El misterio del dolor humano, almas perdidas que intentan reencontrarse a sí mismas, girones de recuerdos, vasos rotos, vino derramado por el suelo, pájaros que aún en medio de la tormenta son capaces de cantar, manzanas que cuelgan, solitarias, de un árbol desprovisto ya de hojas, un balcón al que nadie se ha asomado en mucho tiempo, flores desparramadas y tristes, un hogar antes apacible arroyado ahora por vientos huracanados, una corona de flores que parece estar hecha de espinas.  

Piensa tú, ¿Qué te hizo temblar el corazón en estos días bañados por la luz otoñal?  

¿Has mirado una fotografía y sentido cómo se encoje tu corazón? ¿Has temblado bajo el peso de infinitas lágrimas que amenazan con no parar jamás?

Yo vi docenas de pétalos amarillos manchar el piso, el incienso quemándose a paso lento como si después de milenios estuviera cansado de purificarlo todo, vi un día entero dedicado a recordar, vi ojos añorantes y sedientos de vidas pasadas, vi velas ardiendo al compás de alientos murmurantes, vi un bebedero de colibríes vacío y rodeado del irritante humo de la pena, vi unas escaleras inmensas que conducían a la oscuridad y un arco de flores blancas que le conferían al horizonte un aspecto de paraíso, una suerte de burdo paraíso terrenal.  

Observé mareas que jamás había observado y me turbé como nunca antes pues de pronto la blanca espuma marina trajo a mí un par de ojos incrédulos, empapados de melancolía y aun así increíblemente bellos, como dos gemas perdidas y vueltas a encontrar en un naufragio en lo más profundo de ese mismo océano, una voz rota e implorante, un cuerpo que se estremecía, una pregunta que taladraba como el más insoportable dolor de cabeza –¿Qué voy a hacer ahora?—

Había en este escenario de acantilados abruptos un amor que se volvió más grande de lo que era, lazos que se estrecharon, huecos que se ensancharon como enormes cañones abiertos bajo unos frágiles pies, había una perdida inmensa como el mismo sol, una madre que lloraba en silencio rogando tener el musculo para soportar, había también un muchacho que por una vez en su vida dijo “no estoy” porque no podía encontrarse y abrazos, muchos abrazos pasados por agua infinitamente salada.
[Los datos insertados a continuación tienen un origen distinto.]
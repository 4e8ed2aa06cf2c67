//! A big-endian bit reader for packed image samples and mesh data.

/// A reader that yields MSB-first groups of up to 32 bits.
#[derive(Debug, Clone)]
pub struct BitReader<'a> {
    data: &'a [u8],
    cur_pos: usize,
}

impl<'a> BitReader<'a> {
    /// Create a new bit reader.
    #[inline]
    pub fn new(data: &'a [u8]) -> Self {
        Self { data, cur_pos: 0 }
    }

    /// Skip to the next byte boundary. Rows of packed image samples start there.
    #[inline]
    pub fn align(&mut self) {
        let bit_pos = self.cur_pos % 8;

        if bit_pos != 0 {
            self.cur_pos += 8 - bit_pos;
        }
    }

    /// Read `bit_size` bits. Returns `None` past the end or if `bit_size > 32`.
    #[inline]
    pub fn read(&mut self, bit_size: u8) -> Option<u32> {
        if bit_size > 32 {
            return None;
        }

        if bit_size == 8 && self.cur_pos % 8 == 0 {
            let b = *self.data.get(self.cur_pos / 8)?;
            self.cur_pos += 8;

            return Some(b as u32);
        }

        let end = self.cur_pos + bit_size as usize;

        if end > self.data.len() * 8 {
            return None;
        }

        let mut value = 0u64;

        for bit in self.cur_pos..end {
            let byte = self.data[bit / 8];
            let set = (byte >> (7 - bit % 8)) & 1;
            value = (value << 1) | set as u64;
        }

        self.cur_pos = end;

        Some(value as u32)
    }

    /// Read `bit_size` bits and map them linearly onto `[min, max]`.
    #[inline]
    pub fn read_scaled(&mut self, bit_size: u8, min: f32, max: f32) -> Option<f32> {
        let raw = self.read(bit_size)?;

        Some(min + raw as f32 * (max - min) / max_value(bit_size) as f32)
    }

    /// Whether all bytes have been consumed.
    #[inline]
    pub fn at_end(&self) -> bool {
        self.cur_pos / 8 >= self.data.len()
    }
}

/// The largest value representable in `bit_size` bits.
#[inline]
pub fn max_value(bit_size: u8) -> u32 {
    ((1u64 << bit_size.min(32)) - 1) as u32
}

#[cfg(test)]
mod tests {
    use super::*;

    #[test]
    fn nibbles_and_align() {
        let mut r = BitReader::new(&[0b1010_0101, 0b1100_0000]);
        assert_eq!(r.read(4), Some(0b1010));
        assert_eq!(r.read(1), Some(0));
        r.align();
        assert_eq!(r.read(2), Some(0b11));
        assert_eq!(r.read(8), None);
    }

    #[test]
    fn wide_reads() {
        let mut r = BitReader::new(&[0x12, 0x34, 0x56]);
        assert_eq!(r.read(16), Some(0x1234));
        assert_eq!(r.read(8), Some(0x56));
        assert!(r.at_end());
    }

    #[test]
    fn scaled() {
        let mut r = BitReader::new(&[0xff, 0x00]);
        assert_eq!(r.read_scaled(8, 0.0, 1.0), Some(1.0));
        assert_eq!(r.read_scaled(8, -1.0, 1.0), Some(-1.0));
    }
}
Ahora puedo ver con claridad del cristal que mil cerebros maduros no bastan para digerir el dolor y que el dolor ajeno puede ser propio si se ama lo suficiente.

Aprendí que hay momentos en los que más que nunca es cierto aquello de:

“El Reino es tuyo porque tuve hambre y me diste de comer, tuve sed y me diste de beber, fui forastero y me recibiste, estaba desnudo y me vestiste, estuve enfermo y me visitaste, estuve en la cárcel y viniste a mí, pues en verdad te digo que si lo hiciste por el más pequeño de mis hermanos, lo hiciste por mi”[1]  

Aprendí que quien se ha roto tiene toda la autoridad del mundo.

Aprendí que quien se ha roto posee la sabiduría eterna desplegada detrás de su maltrecha mirada.

Aprendí a observar con más cuidado.

Aprendí que ninguna persona es una isla, que por el contrario, todos somos un continente y que estamos unidos a la humanidad.

Por eso, nunca preguntes por quién doblan las campanas; doblan por ti y también por mí.[2]      


[1] Mateo 25:35

[2] Basado en “Las campanas doblan por ti”, poema de John Donne.